![]() |
|
|
PanturaNews (Brebes) - Akibat musibah kebakaran Pabrik Gondorukem dan Terpentin (PGT) Winduaji, Kecamatan Paguyangan, Kabupaten Brebes, Jawa Tengah, terpaksa menghentikan produksinya untuk sementara waktu.
Saat ini sedang dilakukan perbaikan pada bagian yang mengalami kerusakan akibat kebakaran. Yakni, unit pengolah limbah yang terdiri dari bangunan instalasi dan bak pengolah limbah.
"Produksi sementara dihentikan, sampai perbaikan pengolahan limbah selesai," ujar Kaur Produksi PGT Winduaji, Basuki kepada wartawan, Kamis 09 Februari 2017.
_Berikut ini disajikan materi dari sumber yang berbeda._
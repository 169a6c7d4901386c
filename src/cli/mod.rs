//! CLI support for remespath
//!
//! The commands behind the `remes` binary, exposed as plain functions so
//! other tools can run them without spawning a process.

mod check;
mod convert;
mod lint;

pub use check::{CheckOptions, CheckResult, execute_check, read_input};
pub use convert::{json_to_node, node_to_json};
pub use lint::{FormatOptions, LintReport, execute_format, execute_lint};

use std::io;

use crate::{JsonParseError, QueryError};

/// Errors that can occur during CLI operations
#[derive(Debug)]
pub enum CliError {
    /// Malformed JSON input
    Json(JsonParseError),
    /// Input rejected by the strict (serde_json) reader
    StrictJson(serde_json::Error),
    /// Query failed to compile or run
    Query(QueryError),
    /// IO error
    Io(io::Error),
    /// No input provided
    NoInput,
}

impl std::fmt::Display for CliError {
    fn fmt(&self, f: &mut std::fmt::Formatter<'_>) -> std::fmt::Result {
        match self {
            CliError::Json(e) => write!(f, "Invalid JSON: {}", e),
            CliError::StrictJson(e) => write!(f, "Invalid JSON: {}", e),
            CliError::Query(e) => write!(f, "{}", e),
            CliError::Io(e) => write!(f, "IO error: {}", e),
            CliError::NoInput => write!(f, "No input provided. Use --input, a file path, or pipe JSON to stdin."),
        }
    }
}

impl std::error::Error for CliError {
    fn source(&self) -> Option<&(dyn std::error::Error + 'static)> {
        match self {
            CliError::Json(e) => Some(e),
            CliError::StrictJson(e) => Some(e),
            CliError::Query(e) => Some(e),
            CliError::Io(e) => Some(e),
            CliError::NoInput => None,
        }
    }
}

impl From<JsonParseError> for CliError {
    fn from(e: JsonParseError) -> Self {
        CliError::Json(e)
    }
}

impl From<QueryError> for CliError {
    fn from(e: QueryError) -> Self {
        CliError::Query(e)
    }
}

impl From<serde_json::Error> for CliError {
    fn from(e: serde_json::Error) -> Self {
        CliError::StrictJson(e)
    }
}

impl From<io::Error> for CliError {
    fn from(e: io::Error) -> Self {
        CliError::Io(e)
    }
}
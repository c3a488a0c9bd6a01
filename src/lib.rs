//! Multicast DNS service library
//!
//! Advertises local services on the link and reports every mDNS query and response
//! seen on the network. Library uses asynchronous Rust and depends on Tokio.
//! Following are main parts of api:
//! - [dns](dns) - DNS wire format. Header, name (with compression pointers), question and
//!                resource record codecs, plus [Advertisement](dns::Advertisement) packet builder.
//! - [MulticastTransport](transport::MulticastTransport) - UDP socket joined to the mDNS group.
//! - [MdnsService](service::MdnsService) - runs the receive loop and periodic announcements,
//!                              answers queries for registered services and publishes
//!                              [MdnsEvent](service::MdnsEvent) notifications to subscribers.
//! - [MdnsConfig](config::MdnsConfig) - settings, loadable from a json file.
//!
//! Demos directory contains an advertiser and a browser.
//!
//! Example how to advertise a service and print queries seen on the network:
//! ```no_run
//! # use anyhow::Result;
//! # use std::sync::Arc;
//! # use lanmdns::{MdnsConfig, MdnsEvent, MdnsService, ServiceRegistration};
//! # use tokio_util::sync::CancellationToken;
//! # #[tokio::main]
//! # async fn main() -> Result<()> {
//! let service = Arc::new(MdnsService::new(MdnsConfig::default()));
//! service.advertise(ServiceRegistration::new("_http._tcp.local.", "My Service", 8080)).await?;
//! let mut events = service.subscribe();
//! let cancel = CancellationToken::new();
//! let runner = service.clone();
//! let c = cancel.clone();
//! tokio::spawn(async move { runner.start(&c).await });
//! while let Some(event) = events.recv().await {
//!     if let MdnsEvent::QueryReceived(datagram, packet) = event {
//!         println!("{} asks {:?}", datagram.remote, packet.questions);
//!     }
//! }
//! # Ok(())
//! # }
//! ```

pub mod config;
pub mod dns;
pub mod error;
pub mod service;
pub mod transport;

pub use config::MdnsConfig;
pub use error::{Error, FormatError, Result};
pub use service::{Datagram, MdnsEvent, MdnsService, ServiceRegistration, ServiceState};
pub use transport::MulticastTransport;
Menurutnya, perbaikan pada bagian yang rusak akibat kebakaran yang terjadi Rabu 08 Februari 2017 memerlukan waktu paling cepat dua hari untuk melakukan perbaikan. Pada bagian atap dan dinding bak pengolah limbah merupakan bagian yang rusak dan kini sedang dilakukan perbaikan.
"Atap yang terbuat dari rangka kayu dan atap asbes hangus perbakar, juga keramik dinding bak pengolah banyak yang lepas, akan diperbaiki semuanya," kata Basuki.
Dikatakan, kebakaran yang menimpa PGT Winduaji merupakan yang pertama kali menimpa pabrik yang telah berdiri puluhan tahun tersebut. Kebakaran tidak sampai merembet ke bagian lain sehingga tidak terlalu berpengaruh pada kelangsungan produksi.
"Kebakaran kemarin baru pertama kali, kerusakan akibat kebakaran pada bagian penglolahan limbah dan setelah perbaikan akan kembali berproduksi lagi," kungkap.
Selain itu, saat ini juga tengah menunggu pengumpulan getah untuk bahan produksi yang dikirim dari tempat-tempat penyadapan se BKPH Pekalongan Barat. Setelah perbaikan selesai dan getah sudah terkumpul pabrik akan kembali berproduksi seperti biasanya.
Perlu diketahui, PGT Winduaji, terbakar pada Rabu 08 Februari 2017. Empat unit mobil kebakaran dikerahkan untuk memadmkan kebakaran yang diduga akibat hubungan pendek arus listrik tersebut.
Kebakaran terjadi sekitar pukul 14.00 pada instalasi pengolah limbah yang terdiri dari empat bak pengolah. Api bermula dari mesin pompa bertenaga listrik penyedot limbah yang mengeluarkan percikan api, akibat hubungan pendek arus listrik. Percikan api tersebut menyambar limbah yang mengandung minyak dan mudah terbakar
Kebakaran menghanguskan bangunan unit pengolah limbah berukuran 4 x 12 meter persegi, terutama pada bagian atap. Kebakaran tersebut sempat mengancam keselamatan pada bagian unit pengolah jonjot atau gondo hitam yang dapat mengakibatkan terjadinya ledakan.
Tidak ada korban jiwa pada peristiwa kebakaran tersebut. Sementara kerugian materi akibat kebakaran tersebut diperkirakan sebesar Rp 20 juta, yang terdiri dari kerusakan bangunan instalasi pengolah limbah dan mesin pompa.
Pabrik Gondorukem dan Terpentin (PGT) yang ada di Jalan Raya Winduaji Paguyangan tersebut, merupakan pabrik milik BUMN PT Perhutani yang mengolah getah pinus menjadi bahan kimia dasar yang biasanya untuk bahan pembuatan cat dan lainnya.